* [Try it] Each line below that contains the word "delta" must be copied.

* [Material provided]
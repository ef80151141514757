//! Progress reporting and lifecycle types for the annealing search.

use std::fmt;

use crate::model::Partition;

/// Receives one formatted line per inner iteration, in iteration order.
///
/// The optimizer borrows its sink for its whole lifetime and calls it
/// synchronously from the search loop. Any `FnMut(&str)` closure is a sink:
///
/// ```
/// use u_autonomy::sa::TraceSink;
///
/// let mut lines = Vec::new();
/// let mut sink = |line: &str| lines.push(line.to_string());
/// sink.emit("Iter 1 | ...");
/// assert_eq!(lines.len(), 1);
/// ```
pub trait TraceSink {
    /// Delivers one line.
    fn emit(&mut self, line: &str);
}

impl<F: FnMut(&str)> TraceSink for F {
    fn emit(&mut self, line: &str) {
        self(line)
    }
}

/// Sink that forwards every line to `tracing` at TRACE level.
#[derive(Debug, Default, Clone, Copy)]
pub struct TracingSink;

impl TraceSink for TracingSink {
    fn emit(&mut self, line: &str) {
        tracing::trace!(target: "u_autonomy::trace", "{line}");
    }
}

/// Sink that discards every line.
#[derive(Debug, Default, Clone, Copy)]
pub struct NullSink;

impl TraceSink for NullSink {
    fn emit(&mut self, _line: &str) {}
}

/// One inner iteration of the search, as reported to the sink.
#[derive(Debug, Clone)]
pub struct TraceRow<'a> {
    /// 1-based iteration counter.
    pub iteration: usize,
    /// Temperature during this iteration.
    pub temperature: f64,
    /// `margin(neighbor) - margin(current)`; 0 when the neighbor was infeasible.
    pub delta: f64,
    /// Best margin found so far, after this iteration.
    pub best_margin: f64,
    /// The neighbor evaluated in this iteration.
    pub neighbor: &'a Partition,
}

impl fmt::Display for TraceRow<'_> {
    fn fmt(&self, f: &mut fmt::Formatter<'_>) -> fmt::Result {
        write!(
            f,
            "Iter {} | T = {:.5} | ΔW = {:.4} | Best W = {:.4} | Neighbor = {}",
            self.iteration, self.temperature, self.delta, self.best_margin, self.neighbor
        )
    }
}

/// Lifecycle of an [`AnnealingOptimizer`](super::AnnealingOptimizer).
#[derive(Debug, Clone, Copy, PartialEq, Eq)]
pub enum AnnealPhase {
    /// Constructed; the search has not run yet.
    Initializing,
    /// Inside the temperature loop.
    Searching,
    /// The temperature reached the final temperature.
    Cooled,
    /// The initial partition was infeasible; no iteration ran.
    Rejected,
}

impl AnnealPhase {
    /// Whether the search has finished, successfully or not.
    pub fn is_terminal(self) -> bool {
        matches!(self, AnnealPhase::Cooled | AnnealPhase::Rejected)
    }
}
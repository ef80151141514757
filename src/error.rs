//! Error types for u-autonomy.

use thiserror::Error;

/// Precondition failures raised while building operations, partitions,
/// configurations or optimizers.
///
/// An infeasible initial partition is not an error: the optimizer reports
/// it through its trace sink and returns no result.
#[derive(Debug, Error)]
pub enum AutonomyError {
    /// Operation data violates `earliest_start < latest_finish`,
    /// `duration >= 0`, or contains a non-finite value.
    #[error("invalid operation: {0}")]
    InvalidOperation(String),

    /// Cut points are too few, non-finite, or not strictly increasing.
    #[error("invalid partition: {0}")]
    InvalidPartition(String),

    /// The partition has only its two horizon endpoints, so no cut point
    /// can be moved.
    #[error("partition has no interior cut point to perturb")]
    NoInteriorCutPoint,

    /// The operation set is empty.
    #[error("at least one operation is required")]
    NoOperations,

    /// Annealing parameters violate their preconditions.
    #[error("invalid annealing configuration: {0}")]
    InvalidConfig(String),

    #[cfg(feature = "serde")]
    #[error("IO error: {0}")]
    Io(#[from] std::io::Error),

    #[cfg(feature = "serde")]
    #[error("TOML parse error: {0}")]
    ConfigParse(#[from] toml::de::Error),
}

/// Result type alias for u-autonomy operations.
pub type Result<T> = std::result::Result<T, AutonomyError>;
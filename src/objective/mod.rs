//! Feasibility and autonomy evaluation.
//!
//! Both checks are pure functions of an operation set and a partition.
//! [`Evaluator`] bundles an owned operation set with the chosen
//! [`AutonomyFormulation`] so the search loop can call them repeatedly.

mod autonomy;
mod feasibility;

pub use autonomy::{autonomy, interval_margins, AutonomyFormulation, IntervalMargin};
pub use feasibility::{is_feasible, operation_fits, overlapping_intervals};

use crate::error::{AutonomyError, Result};
use crate::model::{Operation, Partition};

/// An operation set paired with an objective formulation.
#[derive(Debug, Clone)]
pub struct Evaluator {
    operations: Vec<Operation>,
    formulation: AutonomyFormulation,
}

impl Evaluator {
    /// Creates an evaluator over a non-empty operation set.
    pub fn new(operations: Vec<Operation>, formulation: AutonomyFormulation) -> Result<Self> {
        if operations.is_empty() {
            return Err(AutonomyError::NoOperations);
        }
        Ok(Self {
            operations,
            formulation,
        })
    }

    pub fn operations(&self) -> &[Operation] {
        &self.operations
    }

    pub fn formulation(&self) -> AutonomyFormulation {
        self.formulation
    }

    /// See [`is_feasible`].
    pub fn is_feasible(&self, partition: &Partition) -> bool {
        is_feasible(partition, &self.operations)
    }

    /// See [`autonomy`].
    pub fn autonomy(&self, partition: &Partition) -> f64 {
        autonomy(partition, &self.operations, self.formulation)
    }

    /// See [`interval_margins`].
    pub fn interval_margins(&self, partition: &Partition) -> Vec<IntervalMargin> {
        interval_margins(partition, &self.operations, self.formulation)
    }
}

#[cfg(test)]
mod tests {
    use super::*;

    #[test]
    fn test_evaluator_rejects_empty() {
        assert!(matches!(
            Evaluator::new(Vec::new(), AutonomyFormulation::Overlap),
            Err(AutonomyError::NoOperations)
        ));
    }

    #[test]
    fn test_evaluator_delegates() {
        let ops = vec![
            Operation::new(0.0, 4.0, 2.0, 1.0).unwrap(),
            Operation::new(3.0, 8.0, 3.0, 1.0).unwrap(),
        ];
        let p = Partition::new(vec![0.0, 5.0, 10.0]).unwrap();
        let evaluator = Evaluator::new(ops.clone(), AutonomyFormulation::WindowBounds).unwrap();

        assert_eq!(evaluator.operations().len(), 2);
        assert_eq!(evaluator.formulation(), AutonomyFormulation::WindowBounds);
        assert!(evaluator.is_feasible(&p));
        assert_eq!(
            evaluator.autonomy(&p),
            autonomy(&p, &ops, AutonomyFormulation::WindowBounds)
        );
        assert_eq!(evaluator.interval_margins(&p).len(), 2);
    }
}
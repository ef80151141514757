//! Interval partitions of the planning horizon.

use std::fmt;

use rand::distr::Open01;
use rand::Rng;

use crate::error::{AutonomyError, Result};

/// A strictly increasing sequence of cut points.
///
/// Consecutive cut points delimit the scheduling intervals
/// `[p_i, p_{i+1}]`. The first and last points are the planning horizon.
/// Partitions are values: [`Partition::perturb`] returns a new partition
/// and leaves `self` untouched.
///
/// # Examples
///
/// ```
/// use u_autonomy::model::Partition;
///
/// let p = Partition::new(vec![0.0, 5.0, 10.0]).unwrap();
/// assert_eq!(p.interval_count(), 2);
/// assert_eq!(p.horizon(), (0.0, 10.0));
///
/// // The core never sorts its input.
/// assert!(Partition::new(vec![0.0, 10.0, 5.0]).is_err());
/// ```
#[derive(Debug, Clone, PartialEq)]
pub struct Partition {
    cuts: Vec<f64>,
}

impl Partition {
    /// Creates a partition from cut points already sorted ascending.
    ///
    /// Fails when there are fewer than two points, a point is not finite,
    /// or the sequence is not strictly increasing.
    pub fn new(cuts: Vec<f64>) -> Result<Self> {
        if cuts.len() < 2 {
            return Err(AutonomyError::InvalidPartition(format!(
                "at least two cut points are required, got {}",
                cuts.len()
            )));
        }
        if let Some(bad) = cuts.iter().find(|c| !c.is_finite()) {
            return Err(AutonomyError::InvalidPartition(format!(
                "cut points must be finite, got {bad}"
            )));
        }
        if let Some(i) = cuts.windows(2).position(|w| w[0] >= w[1]) {
            return Err(AutonomyError::InvalidPartition(format!(
                "cut points must be strictly increasing, got {} then {} at index {}",
                cuts[i],
                cuts[i + 1],
                i + 1
            )));
        }
        Ok(Self { cuts })
    }

    /// Cut points in ascending order.
    #[inline]
    pub fn cuts(&self) -> &[f64] {
        &self.cuts
    }

    /// Number of cut points.
    #[inline]
    pub fn len(&self) -> usize {
        self.cuts.len()
    }

    /// Always `false`; a partition holds at least two cut points.
    #[inline]
    pub fn is_empty(&self) -> bool {
        self.cuts.is_empty()
    }

    /// Number of intervals, one less than the number of cut points.
    #[inline]
    pub fn interval_count(&self) -> usize {
        self.cuts.len() - 1
    }

    /// Bounds `(p_i, p_{i+1})` of interval `i`.
    #[inline]
    pub fn interval(&self, i: usize) -> (f64, f64) {
        (self.cuts[i], self.cuts[i + 1])
    }

    /// Iterates over interval bounds in order.
    pub fn intervals(&self) -> impl Iterator<Item = (f64, f64)> + '_ {
        self.cuts.windows(2).map(|w| (w[0], w[1]))
    }

    /// First and last cut point.
    #[inline]
    pub fn horizon(&self) -> (f64, f64) {
        (self.cuts[0], self.cuts[self.cuts.len() - 1])
    }

    /// Whether at least one interior cut point can be moved.
    #[inline]
    pub fn has_interior(&self) -> bool {
        self.cuts.len() >= 3
    }

    /// Moves one interior cut point to a uniform position strictly between
    /// its neighbors and returns the result as a new partition.
    ///
    /// The interior index is drawn uniformly from `1..len-1`; the horizon
    /// endpoints never move. Returns `None` for a two-point partition.
    pub fn perturb<R: Rng>(&self, rng: &mut R) -> Option<Partition> {
        if !self.has_interior() {
            return None;
        }
        let index = rng.random_range(1..self.cuts.len() - 1);
        let lo = self.cuts[index - 1];
        let hi = self.cuts[index + 1];
        let fraction: f64 = rng.sample(Open01);
        // weighted form stays finite when `hi - lo` would overflow
        let mut value = lo * (1.0 - fraction) + hi * fraction;
        // rounding can land on a neighbor when the gap is tiny
        if value <= lo || value >= hi {
            value = lo / 2.0 + hi / 2.0;
        }
        if value <= lo || value >= hi {
            value = self.cuts[index];
        }

        let mut cuts = self.cuts.clone();
        cuts[index] = value;
        Some(Partition { cuts })
    }
}

impl TryFrom<Vec<f64>> for Partition {
    type Error = AutonomyError;

    fn try_from(cuts: Vec<f64>) -> Result<Self> {
        Partition::new(cuts)
    }
}

impl AsRef<[f64]> for Partition {
    fn as_ref(&self) -> &[f64] {
        &self.cuts
    }
}

impl From<Partition> for Vec<f64> {
    fn from(partition: Partition) -> Self {
        partition.cuts
    }
}

impl fmt::Display for Partition {
    fn fmt(&self, f: &mut fmt::Formatter<'_>) -> fmt::Result {
        write!(f, "[")?;
        for (i, cut) in self.cuts.iter().enumerate() {
            if i > 0 {
                write!(f, ", ")?;
            }
            write!(f, "{cut}")?;
        }
        write!(f, "]")
    }
}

* [Solution to the exercise]
    pub delta: f64,
            self.iteration, self.temperature, self.delta, self.best_margin, self.neighbor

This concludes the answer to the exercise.